WHAT TO PRODUCE: Read the data below. Then repeat all of it exactly.
_____
//! Shutdown coordination for the pipeline
//!
//! The first SIGINT, SIGTERM or SIGHUP requests shutdown: subscribers (the
//! drill's queue closer) receive a broadcast and the pipeline drains what it
//! already accepted. A second signal exits immediately with status 130.

use std::sync::atomic::{AtomicBool, AtomicUsize, Ordering};
use std::sync::Arc;
use tokio::sync::broadcast;

/// Exit status used when a second signal cuts the drain short
pub const FORCED_EXIT_CODE: i32 = 130;

/// Broadcasts a single shutdown request to every subscriber
#[derive(Debug, Clone)]
pub struct ShutdownCoordinator {
    shutdown_tx: broadcast::Sender<()>,
    requested: Arc<AtomicBool>,
    signals_seen: Arc<AtomicUsize>,
}

impl ShutdownCoordinator {
    pub fn new() -> (Self, broadcast::Receiver<()>) {
        let (shutdown_tx, shutdown_rx) = broadcast::channel(4);

        let coordinator = Self {
            shutdown_tx,
            requested: Arc::new(AtomicBool::new(false)),
            signals_seen: Arc::new(AtomicUsize::new(0)),
        };

        (coordinator, shutdown_rx)
    }

    pub fn subscribe(&self) -> broadcast::Receiver<()> {
        self.shutdown_tx.subscribe()
    }

    /// Request shutdown. Only the first request is broadcast.
    pub fn trigger_shutdown(&self) {
        if !self.requested.swap(true, Ordering::AcqRel) {
            let _ = self.shutdown_tx.send(());
        }
    }

    pub fn is_shutdown_requested(&self) -> bool {
        self.requested.load(Ordering::Acquire)
    }

    /// Record a received signal; returns true when it should force an exit
    fn on_signal(&self, name: &str) -> bool {
        let previous = self.signals_seen.fetch_add(1, Ordering::AcqRel);
        if previous >= 1 {
            log::warn!("Second shutdown signal ({}) received; exiting", name);
            return true;
        }
        log::info!("{} received; closing pipeline queue", name);
        self.trigger_shutdown();
        false
    }

    /// Run a future with signal handlers installed, giving it the coordinator
    /// and a shutdown receiver
    pub async fn guard_with_coordinator<F, Fut, R, E>(future_fn: F) -> Result<R, E>
    where
        F: FnOnce(Self, broadcast::Receiver<()>) -> Fut,
        Fut: std::future::Future<Output = Result<R, E>>,
    {
        let (coordinator, shutdown_rx) = Self::new();
        coordinator.install_signal_handlers();
        future_fn(coordinator, shutdown_rx).await
    }

    fn install_signal_handlers(&self) {
        #[cfg(unix)]
        {
            use tokio::signal::unix::{signal, SignalKind};

            // Let a closed stdout terminate the process quietly
            unsafe {
                libc::signal(libc::SIGPIPE, libc::SIG_DFL);
            }

            let signals = [
                (SignalKind::interrupt(), "SIGINT"),
                (SignalKind::terminate(), "SIGTERM"),
                (SignalKind::hangup(), "SIGHUP"),
            ];

            for (kind, name) in signals {
                let coordinator = self.clone();
                tokio::spawn(async move {
                    let mut stream = match signal(kind) {
                        Ok(stream) => stream,
                        Err(e) => {
                            log::warn!("Cannot listen for {}: {}", name, e);
                            return;
                        }
                    };
                    while stream.recv().await.is_some() {
                        if coordinator.on_signal(name) {
                            std::process::exit(FORCED_EXIT_CODE);
                        }
                    }
                });
            }
        }

        #[cfg(not(unix))]
        {
            let coordinator = self.clone();
            tokio::spawn(async move {
                while tokio::signal::ctrl_c().await.is_ok() {
                    if coordinator.on_signal("Ctrl-C") {
                        std::process::exit(FORCED_EXIT_CODE);
                    }
                }
            });
        }
    }
}
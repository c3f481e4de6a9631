//! Command line arguments for the pipeline drill
//!
//! Every option is optional so that unset values can fall back to the
//! configuration file and then to built-in defaults.

use crate::core::validation::{validate_capacity, validate_log_level, validate_positive_int};
use clap::{ArgAction, Parser};
use std::path::PathBuf;

#[derive(Parser, Debug, Clone, Default, PartialEq)]
#[command(name = "pipeline-queue")]
#[command(about = "Drive message readers and dispatch workers through a bounded priority queue")]
#[command(version)]
pub struct Args {
    /// Configuration file path
    #[arg(short = 'c', long = "config-file", value_name = "FILE")]
    pub config_file: Option<PathBuf>,

    /// Queue capacity (0 = direct hand-off only)
    #[arg(short = 'b', long = "capacity", value_name = "ITEMS", value_parser = validate_capacity)]
    pub capacity: Option<usize>,

    /// Number of producer (reader) tasks
    #[arg(short = 'p', long = "producers", value_name = "COUNT", value_parser = validate_positive_int)]
    pub producers: Option<usize>,

    /// Number of dispatch worker tasks
    #[arg(short = 'w', long = "workers", value_name = "COUNT", value_parser = validate_positive_int)]
    pub workers: Option<usize>,

    /// Messages each producer emits
    #[arg(short = 'n', long = "messages", value_name = "COUNT")]
    pub messages_per_producer: Option<usize>,

    /// Every Nth message is a high-priority control message (0 = none)
    #[arg(long = "control-every", value_name = "N")]
    pub control_every: Option<usize>,

    /// Simulated handling time per message in milliseconds
    #[arg(long = "work-delay-ms", value_name = "MS")]
    pub work_delay_ms: Option<u64>,

    /// Log level
    #[arg(short = 'l', long = "log-level", value_name = "LEVEL", value_parser = validate_log_level)]
    pub log_level: Option<String>,

    /// Log file path
    #[arg(short = 'f', long = "log-file", value_name = "FILE")]
    pub log_file: Option<PathBuf>,

    /// Log output format
    #[arg(short = 'o', long = "log-format", value_name = "FORMAT", value_parser = ["text", "ext", "json"])]
    pub log_format: Option<String>,

    /// Force colored output
    #[arg(long = "color", action = ArgAction::SetTrue, conflicts_with = "no_color")]
    pub color: bool,

    /// Disable colored output
    #[arg(long = "no-color", action = ArgAction::SetTrue)]
    pub no_color: bool,
}

impl Args {
    /// Explicit color preference, `None` when left to auto-detection
    pub fn color_override(&self) -> Option<bool> {
        match (self.color, self.no_color) {
            (true, _) => Some(true),
            (_, true) => Some(false),
            _ => None,
        }
    }
}
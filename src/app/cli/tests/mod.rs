//! Tests for CLI argument parsing and configuration resolution
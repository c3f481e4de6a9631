//! Queue type definitions and statistics

/// Priority used by [`BoundedPriorityQueue::enqueue`](crate::queue::BoundedPriorityQueue::enqueue)
pub const DEFAULT_PRIORITY: i32 = 0;

/// Point-in-time snapshot of a queue, taken under its state lock
#[derive(Debug, Clone, PartialEq, Eq)]
pub struct QueueStats {
    /// Fixed buffer capacity
    pub capacity: usize,
    /// Number of items currently buffered
    pub buffered: usize,
    /// Items returned by cancelled dequeues and held outside the buffer
    pub restored: usize,
    /// Registered dequeue requests still waiting for an item
    pub waiting_consumers: usize,
    /// Registered enqueue requests still waiting for a free slot
    pub waiting_producers: usize,
    /// Whether close() has been called
    pub closed: bool,
    /// Next sequence number to be assigned on admission
    pub next_sequence: u64,
}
_____
RESPONSE BELOW:
//! Shutdown coordination for the pipeline
//!
//! The first SIGINT, SIGTERM or SIGHUP requests shutdown: subscribers (the
//! drill's queue closer) receive a broadcast and the pipeline drains what it
//! already accepted. A second signal exits immediately with status 130.

use std::sync::atomic::{AtomicBool, AtomicUsize, Ordering};
use std::sync::Arc;
use tokio::sync::broadcast;

/// Exit status used when a second signal cuts the drain short
pub const FORCED_EXIT_CODE: i32 = 130;

/// Broadcasts a single shutdown request to every subscriber
#[derive(Debug, Clone)]
pub struct ShutdownCoordinator {
    shutdown_tx: broadcast::Sender<()>,
    requested: Arc<AtomicBool>,
    signals_seen: Arc<AtomicUsize>,
}

impl ShutdownCoordinator {
    pub fn new() -> (Self, broadcast::Receiver<()>) {
        let (shutdown_tx, shutdown_rx) = broadcast::channel(4);

        let coordinator = Self {
            shutdown_tx,
            requested: Arc::new(AtomicBool::new(false)),
            signals_seen: Arc::new(AtomicUsize::new(0)),
        };

        (coordinator, shutdown_rx)
    }

    pub fn subscribe(&self) -> broadcast::Receiver<()> {
        self.shutdown_tx.subscribe()
    }

    /// Request shutdown. Only the first request is broadcast.
    pub fn trigger_shutdown(&self) {
        if !self.requested.swap(true, Ordering::AcqRel) {
            let _ = self.shutdown_tx.send(());
        }
    }

    pub fn is_shutdown_requested(&self) -> bool {
        self.requested.load(Ordering::Acquire)
    }

    /// Record a received signal; returns true when it should force an exit
    fn on_signal(&self, name: &str) -> bool {
        let previous = self.signals_seen.fetch_add(1, Ordering::AcqRel);
        if previous >= 1 {
            log::warn!("Second shutdown signal ({}) received; exiting", name);
            return true;
        }
        log::info!("{} received; closing pipeline queue", name);
        self.trigger_shutdown();
        false
    }

    /// Run a future with signal handlers installed, giving it the coordinator
    /// and a shutdown receiver
    pub async fn guard_with_coordinator<F, Fut, R, E>(future_fn: F) -> Result<R, E>
    where
        F: FnOnce(Self, broadcast::Receiver<()>) -> Fut,
        Fut: std::future::Future<Output = Result<R, E>>,
    {
        let (coordinator, shutdown_rx) = Self::new();
        coordinator.install_signal_handlers();
        future_fn(coordinator, shutdown_rx).await
    }

    fn install_signal_handlers(&self) {
        #[cfg(unix)]
        {
            use tokio::signal::unix::{signal, SignalKind};

            // Let a closed stdout terminate the process quietly
            unsafe {
                libc::signal(libc::SIGPIPE, libc::SIG_DFL);
            }

            let signals = [
                (SignalKind::interrupt(), "SIGINT"),
                (SignalKind::terminate(), "SIGTERM"),
                (SignalKind::hangup(), "SIGHUP"),
            ];

            for (kind, name) in signals {
                let coordinator = self.clone();
                tokio::spawn(async move {
                    let mut stream = match signal(kind) {
                        Ok(stream) => stream,
                        Err(e) => {
                            log::warn!("Cannot listen for {}: {}", name, e);
                            return;
                        }
                    };
                    while stream.recv().await.is_some() {
                        if coordinator.on_signal(name) {
                            std::process::exit(FORCED_EXIT_CODE);
                        }
                    }
                });
            }
        }

        #[cfg(not(unix))]
        {
            let coordinator = self.clone();
            tokio::spawn(async move {
                while tokio::signal::ctrl_c().await.is_ok() {
                    if coordinator.on_signal("Ctrl-C") {
                        std::process::exit(FORCED_EXIT_CODE);
                    }
                }
            });
        }
    }
}
repository c3f481e4de6a9631
//! Command line arguments for the pipeline drill
//!
//! Every option is optional so that unset values can fall back to the
//! configuration file and then to built-in defaults.

use crate::core::validation::{validate_capacity, validate_log_level, validate_positive_int};
use clap::{ArgAction, Parser};
use std::path::PathBuf;

#[derive(Parser, Debug, Clone, Default, PartialEq)]
#[command(name = "pipeline-queue")]
#[command(about = "Drive message readers and dispatch workers through a bounded priority queue")]
#[command(version)]
pub struct Args {
    /// Configuration file path
    #[arg(short = 'c', long = "config-file", value_name = "FILE")]
    pub config_file: Option<PathBuf>,

    /// Queue capacity (0 = direct hand-off only)
    #[arg(short = 'b', long = "capacity", value_name = "ITEMS", value_parser = validate_capacity)]
    pub capacity: Option<usize>,

    /// Number of producer (reader) tasks
    #[arg(short = 'p', long = "producers", value_name = "COUNT", value_parser = validate_positive_int)]
    pub producers: Option<usize>,

    /// Number of dispatch worker tasks
    #[arg(short = 'w', long = "workers", value_name = "COUNT", value_parser = validate_positive_int)]
    pub workers: Option<usize>,

    /// Messages each producer emits
    #[arg(short = 'n', long = "messages", value_name = "COUNT")]
    pub messages_per_producer: Option<usize>,

    /// Every Nth message is a high-priority control message (0 = none)
    #[arg(long = "control-every", value_name = "N")]
    pub control_every: Option<usize>,

    /// Simulated handling time per message in milliseconds
    #[arg(long = "work-delay-ms", value_name = "MS")]
    pub work_delay_ms: Option<u64>,

    /// Log level
    #[arg(short = 'l', long = "log-level", value_name = "LEVEL", value_parser = validate_log_level)]
    pub log_level: Option<String>,

    /// Log file path
    #[arg(short = 'f', long = "log-file", value_name = "FILE")]
    pub log_file: Option<PathBuf>,

    /// Log output format
    #[arg(short = 'o', long = "log-format", value_name = "FORMAT", value_parser = ["text", "ext", "json"])]
    pub log_format: Option<String>,

    /// Force colored output
    #[arg(long = "color", action = ArgAction::SetTrue, conflicts_with = "no_color")]
    pub color: bool,

    /// Disable colored output
    #[arg(long = "no-color", action = ArgAction::SetTrue)]
    pub no_color: bool,
}

impl Args {
    /// Explicit color preference, `None` when left to auto-detection
    pub fn color_override(&self) -> Option<bool> {
        match (self.color, self.no_color) {
            (true, _) => Some(true),
            (_, true) => Some(false),
            _ => None,
        }
    }
}
filename src/app/cli/tests/mod.rs
//! Tests for CLI argument parsing and configuration resolution
repository c3f481e4de6a9631
//! Queue type definitions and statistics

/// Priority used by [`BoundedPriorityQueue::enqueue`](crate::queue::BoundedPriorityQueue::enqueue)
pub const DEFAULT_PRIORITY: i32 = 0;

/// Point-in-time snapshot of a queue, taken under its state lock
#[derive(Debug, Clone, PartialEq, Eq)]
pub struct QueueStats {
    /// Fixed buffer capacity
    pub capacity: usize,
    /// Number of items currently buffered
    pub buffered: usize,
    /// Items returned by cancelled dequeues and held outside the buffer
    pub restored: usize,
    /// Registered dequeue requests still waiting for an item
    pub waiting_consumers: usize,
    /// Registered enqueue requests still waiting for a free slot
    pub waiting_producers: usize,
    /// Whether close() has been called
    pub closed: bool,
    /// Next sequence number to be assigned on admission
    pub next_sequence: u64,
}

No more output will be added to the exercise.